Ayam-Ayam Perantauan

Ayam-ayam berkokok tanda pagi datang, tapi dimanakah aku bisa dengar lagi suara ayam? di tempat pemotongan hewan-kah? atau di tempat peraduan? ataukah aku harus mencari kerumah sebelah, rumah sang kakek yang telah lama mati. Nasib ayam tinggal di perantauan. Meninggalkan sejuknya suasana desa dan nikmatnya cacing segar yang terkubur di dalam tanah. Disini hanya ada sampah. Dikeruk-pun hanya akan mendapatkan belatung. Nasib ayam tinggal di perantauan. Merindu matahari pagi bersolek manis menyapa bumi. Ingatkah mereka bagaimana suasana mentari? mereka sekarang terbiasa dibangunkan dengan deru motor bersliweran. Tidak lagi menjadi pembangun sang majikan.

Nasib ayam tinggal di perantauan. Tubuh besar berlipat lemak, dihidupkan hanya untuk pemuas lapar. Suntikan-suntikan dihujam hingga mereka tampak menggiurkan. Dijual dan bernilai mahal. Nasib ayam di perantauan. Jauh dari rumah tinggal, lupa akan rasa segarnya rumput berselimut embun di pagi hari. Hingga mereka lupa cara untuk kembali.
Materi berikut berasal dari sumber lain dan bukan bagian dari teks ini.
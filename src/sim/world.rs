//! World: terrain layers, body registry and spatial queries
//!
//! The world owns its bodies in a generational slot map. Bodies only carry
//! their own `BodyId`; stale ids (removed bodies, reused slots) resolve to
//! `None`.

use std::path::Path;

use glam::IVec2;
use rand::{Rng, SeedableRng};
use rand_pcg::Pcg32;
use serde::{Deserialize, Serialize};

use super::body::{Body, BodyId};
use crate::consts::DEFAULT_GRAVITY;
use crate::error::SimError;
use crate::settings::{OutOfMapMargins, Settings};
use crate::terrain::{self, Rect, TerrainBuffer};

/// Ambient forces derived from map metadata
#[derive(Debug, Clone, Copy, PartialEq, Serialize, Deserialize)]
pub struct Environment {
    pub gravity: f32,
    pub wind: f32,
    pub air_resistance: f32,
}

impl Default for Environment {
    fn default() -> Self {
        Self {
            gravity: DEFAULT_GRAVITY,
            wind: 0.0,
            air_resistance: 0.0,
        }
    }
}

/// Map metadata (usually loaded alongside the ground image)
#[derive(Debug, Clone, Default, PartialEq, Serialize, Deserialize)]
#[serde(default)]
pub struct MapInfo {
    pub name: String,
    /// Gravity; missing or zero means the default 9.8
    pub weight: Option<f32>,
    /// Air resistance; missing means none
    pub drag_index: Option<f32>,
    /// Initial wind
    pub wind: f32,
    /// Team A spawn points, `"x,y|x,y"`
    pub spawn_a: String,
    /// Team B spawn points, `"x,y|x,y"`
    pub spawn_b: String,
}

impl MapInfo {
    pub fn from_json(json: &str) -> Result<Self, SimError> {
        Ok(serde_json::from_str(json)?)
    }

    pub fn environment(&self) -> Environment {
        let gravity = match self.weight {
            Some(w) if w != 0.0 && w.is_finite() => w,
            _ => DEFAULT_GRAVITY,
        };
        let air_resistance = match self.drag_index {
            Some(d) if d.is_finite() => d,
            _ => 0.0,
        };
        Environment {
            gravity,
            wind: if self.wind.is_finite() { self.wind } else { 0.0 },
            air_resistance,
        }
    }
}

#[derive(Debug, Clone, Copy, PartialEq, Eq, Hash, Serialize, Deserialize)]
pub enum Team {
    A,
    B,
}

#[derive(Debug, Clone)]
struct Slot {
    generation: u32,
    body: Option<Body>,
}

#[derive(Debug, Clone)]
pub struct World {
    info: MapInfo,
    /// Primary layer: collidable and destructible
    ground: TerrainBuffer,
    /// Optional decoration layer: never collided against
    decoration: Option<TerrainBuffer>,
    bound: Rect,
    margins: OutOfMapMargins,
    env: Environment,
    slots: Vec<Slot>,
    free: Vec<u32>,
    len: usize,
    spawn_a: Vec<IVec2>,
    spawn_b: Vec<IVec2>,
    fallback_spawn: IVec2,
    rng: Pcg32,
    time_ticks: u64,
}

impl World {
    pub fn new(
        info: MapInfo,
        ground: TerrainBuffer,
        decoration: Option<TerrainBuffer>,
        settings: &Settings,
    ) -> Result<Self, SimError> {
        if let Some(layer) = &decoration {
            let expected = (ground.width() as u32, ground.height() as u32);
            let found = (layer.width() as u32, layer.height() as u32);
            if expected != found {
                return Err(SimError::LayerMismatch { expected, found });
            }
        }
        let bound = ground.bound();
        let env = info.environment();
        let (fx, fy) = settings.fallback_spawn;

        let mut world = Self {
            ground,
            decoration,
            bound,
            margins: settings.out_of_map,
            env,
            slots: Vec::new(),
            free: Vec::new(),
            len: 0,
            spawn_a: Vec::new(),
            spawn_b: Vec::new(),
            fallback_spawn: IVec2::new(fx, fy),
            rng: Pcg32::seed_from_u64(settings.seed),
            time_ticks: 0,
            info,
        };
        let (a, b) = (world.info.spawn_a.clone(), world.info.spawn_b.clone());
        world.set_spawn_points(&a, &b);

        log::info!(
            "World '{}' created: {}x{}",
            world.info.name,
            bound.width,
            bound.height
        );
        Ok(world)
    }

    /// Empty, diggable world of the given size
    pub fn empty(width: u32, height: u32, settings: &Settings) -> Result<Self, SimError> {
        let ground = TerrainBuffer::create_empty(width, height, true)?;
        Self::new(MapInfo::default(), ground, None, settings)
    }

    /// World whose ground layer is read from an image's alpha channel
    pub fn from_image(path: &Path, info: MapInfo, settings: &Settings) -> Result<Self, SimError> {
        let ground = terrain::load_mask(path, settings.ground_alpha_threshold, true)?;
        Self::new(info, ground, None, settings)
    }

    pub fn info(&self) -> &MapInfo {
        &self.info
    }

    pub fn ground(&self) -> &TerrainBuffer {
        &self.ground
    }

    pub fn decoration(&self) -> Option<&TerrainBuffer> {
        self.decoration.as_ref()
    }

    /// Always `{0, 0, W, H}` of the ground layer
    pub fn bound(&self) -> Rect {
        self.bound
    }

    pub fn margins(&self) -> OutOfMapMargins {
        self.margins
    }

    pub fn environment(&self) -> Environment {
        self.env
    }

    /// Already-registered projectiles keep the forces they were registered with
    pub fn set_wind(&mut self, wind: f32) {
        self.env.wind = wind;
    }

    pub fn time_ticks(&self) -> u64 {
        self.time_ticks
    }

    pub(crate) fn advance_tick(&mut self) {
        self.time_ticks += 1;
    }

    // === Terrain queries ===

    pub fn is_empty(&self, x: i32, y: i32) -> bool {
        self.ground.is_empty(x, y)
    }

    /// Solid ground inside the world; anything out of map is not solid
    pub fn is_solid(&self, x: i32, y: i32) -> bool {
        !self.is_out_map(x as f32, y as f32) && !self.ground.is_empty(x, y)
    }

    /// Past the side or bottom margins. There is no top limit.
    pub fn is_out_map(&self, x: f32, y: f32) -> bool {
        let left = -(self.margins.left as f32);
        let right = self.bound.width as f32 + self.margins.right as f32;
        let bottom = self.bound.height as f32 + self.margins.bottom as f32;
        x < left || x >= right || y >= bottom
    }

    pub fn is_rectangle_empty(&self, rect: Rect) -> bool {
        self.ground.is_rectangle_empty_quick(rect)
    }

    /// First row at or below `y` where a column next to `x` is solid.
    ///
    /// `x` is clamped into the map; `h` defaults to the rest of the map.
    pub fn find_y_line_not_empty_point(&self, x: i32, y: i32, h: Option<i32>) -> Option<IVec2> {
        let (width, height) = (self.bound.width, self.bound.height);
        let x = x.clamp(0, width - 1);
        let mut y = y.max(0);
        let mut h = h.unwrap_or(height);
        if y.saturating_add(h) >= height {
            h = height - y - 1;
        }

        for _ in 0..h.max(0) {
            if !self.is_empty(x - 1, y) || !self.is_empty(x + 1, y) {
                return Some(IVec2::new(x, y));
            }
            y += 1;
        }
        None
    }

    // === Terrain mutation ===

    /// Erase `stamp` centered at `(cx, cy)` from both layers.
    ///
    /// `border` is only drawn on the decoration layer and is dropped when
    /// the world has none; the ground layer is never refilled by it.
    pub fn dig(&mut self, cx: f32, cy: f32, stamp: &TerrainBuffer, border: Option<&TerrainBuffer>) {
        log::debug!("Digging at ({cx}, {cy}) with a {}x{} stamp", stamp.width(), stamp.height());
        self.ground.dig(cx, cy, stamp);

        let Some(decoration) = self.decoration.as_mut() else {
            if border.is_some() {
                log::trace!("No decoration layer, crater border dropped");
            }
            return;
        };
        decoration.dig(cx, cy, stamp);
        if let Some(border) = border {
            decoration.overlay(cx, cy, border);
        }
    }

    /// Stamp solid matter into the ground layer with its top-left at `(x, y)`
    pub fn add(&mut self, x: i32, y: i32, stamp: &TerrainBuffer) {
        log::debug!("Adding terrain at ({x}, {y})");
        self.ground.add(x, y, stamp);
    }

    // === Body registry ===

    /// Registered bodies overlapping `rect`.
    ///
    /// Skips `exclude`, penetrable and dead bodies, and bodies whose box is
    /// degenerate. Results are in slot order.
    pub fn find_physical_objects(&self, rect: Rect, exclude: Option<BodyId>) -> Vec<BodyId> {
        let mut hits = Vec::new();
        for (id, body) in self.iter() {
            if Some(id) == exclude || body.can_penetrate || !body.is_living {
                continue;
            }
            let other = body.rect();
            if other.is_empty() {
                log::warn!("Body {id} has a degenerate box {other:?}");
                continue;
            }
            if rect.overlaps(&other) {
                hits.push(id);
            }
        }
        hits
    }

    /// Register a body. Projectiles capture the current environment forces.
    pub fn add_physical(&mut self, mut body: Body) -> Result<BodyId, SimError> {
        if let Some(id) = body.id() {
            return Err(SimError::AlreadyRegistered(id));
        }

        let id = match self.free.pop() {
            Some(index) => BodyId {
                index,
                generation: self.slots[index as usize].generation,
            },
            None => {
                self.slots.push(Slot {
                    generation: 0,
                    body: None,
                });
                BodyId {
                    index: (self.slots.len() - 1) as u32,
                    generation: 0,
                }
            }
        };

        body.set_handle(Some(id));
        if let Some(p) = body.as_projectile_mut() {
            p.refresh_forces(&self.env);
        }
        log::debug!("Body {id} added at {}", body.pos);

        self.slots[id.index as usize].body = Some(body);
        self.len += 1;
        Ok(id)
    }

    /// Deregister a body and hand it back with its handle cleared
    pub fn remove_physical(&mut self, id: BodyId) -> Option<Body> {
        let slot = self.slots.get_mut(id.index as usize)?;
        if slot.generation != id.generation {
            return None;
        }
        let mut body = slot.body.take()?;
        slot.generation = slot.generation.wrapping_add(1);
        self.free.push(id.index);
        self.len -= 1;

        body.set_handle(None);
        log::debug!("Body {id} removed");
        Some(body)
    }

    pub fn body(&self, id: BodyId) -> Option<&Body> {
        self.slots
            .get(id.index as usize)
            .filter(|slot| slot.generation == id.generation)
            .and_then(|slot| slot.body.as_ref())
    }

    pub fn body_mut(&mut self, id: BodyId) -> Option<&mut Body> {
        self.slots
            .get_mut(id.index as usize)
            .filter(|slot| slot.generation == id.generation)
            .and_then(|slot| slot.body.as_mut())
    }

    /// Registered bodies in slot order
    pub fn iter(&self) -> impl Iterator<Item = (BodyId, &Body)> {
        self.slots.iter().enumerate().filter_map(|(index, slot)| {
            slot.body.as_ref().map(|body| {
                (
                    BodyId {
                        index: index as u32,
                        generation: slot.generation,
                    },
                    body,
                )
            })
        })
    }

    /// Registered body ids in slot order
    pub fn bodies(&self) -> Vec<BodyId> {
        self.iter().map(|(id, _)| id).collect()
    }

    /// Number of registered bodies
    pub fn body_count(&self) -> usize {
        self.len
    }

    /// Deregister every body
    pub fn clear_bodies(&mut self) -> Vec<Body> {
        let ids = self.bodies();
        log::info!("Clearing {} bodies", ids.len());
        ids.into_iter()
            .filter_map(|id| self.remove_physical(id))
            .collect()
    }

    // === Spawn points ===

    pub fn set_spawn_points(&mut self, team_a: &str, team_b: &str) {
        self.spawn_a = parse_spawn_points(team_a);
        self.spawn_b = parse_spawn_points(team_b);
    }

    pub fn spawn_points(&self, team: Team) -> &[IVec2] {
        match team {
            Team::A => &self.spawn_a,
            Team::B => &self.spawn_b,
        }
    }

    /// Uniformly random spawn point for `team`, or the fallback point
    pub fn spawn_point(&mut self, team: Team) -> IVec2 {
        let list = match team {
            Team::A => &self.spawn_a,
            Team::B => &self.spawn_b,
        };
        if list.is_empty() {
            return self.fallback_spawn;
        }
        let index = self.rng.random_range(0..list.len());
        list[index]
    }

    /// One-line state summary (also logged)
    pub fn debug_summary(&self) -> String {
        let summary = format!(
            "{}x{} bodies={} gravity={} wind={} air={} decoration={} tick={}",
            self.bound.width,
            self.bound.height,
            self.len,
            self.env.gravity,
            self.env.wind,
            self.env.air_resistance,
            self.decoration.is_some(),
            self.time_ticks
        );
        log::info!("World: {summary}");
        summary
    }
}

/// Parse `"x,y|x,y|..."`; malformed pairs are dropped
pub fn parse_spawn_points(s: &str) -> Vec<IVec2> {
    s.split('|')
        .filter_map(|pair| {
            let (x, y) = pair.split_once(',')?;
            let x = x.trim().parse::<i32>().ok()?;
            let y = y.trim().parse::<i32>().ok()?;
            Some(IVec2::new(x, y))
        })
        .collect()
}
Ayam-ayam diperantauan, hidupnya adalah pengorbanan besar. Manusia melihatnya bagai makanan mewah, liur menetes tanda kejayaan dari kematian sang ayam perantauan. Mati lemas di perjalanan dalam mobil box terbuka, aroma kematian berserakan. Kematian yang hanya bisa mereka nikmati tanpa banyak kompromi.

Ayam-ayam diperantauan, beberapa lagi terlahir menjadi petarung. Petarung pemuas ego makhluk yang katanya paling sempurna di mata pencipta. Bertaji. Memilih untuk lari tapi lari kemana?. Sayap tak bisa digunakan terbang. Hanya sebagai simbol jika mereka adalah kelompok unggas. Sorak sorai penonton peraduan. Terasa gagah bagi mereka, bagai petinju di kelas berat. Pemenang akan menjadi petarung, yang kalah hanya akan jadi makanan penutup. Nasib ayam perantauan. Hanya ada pilihan hidup atau mati.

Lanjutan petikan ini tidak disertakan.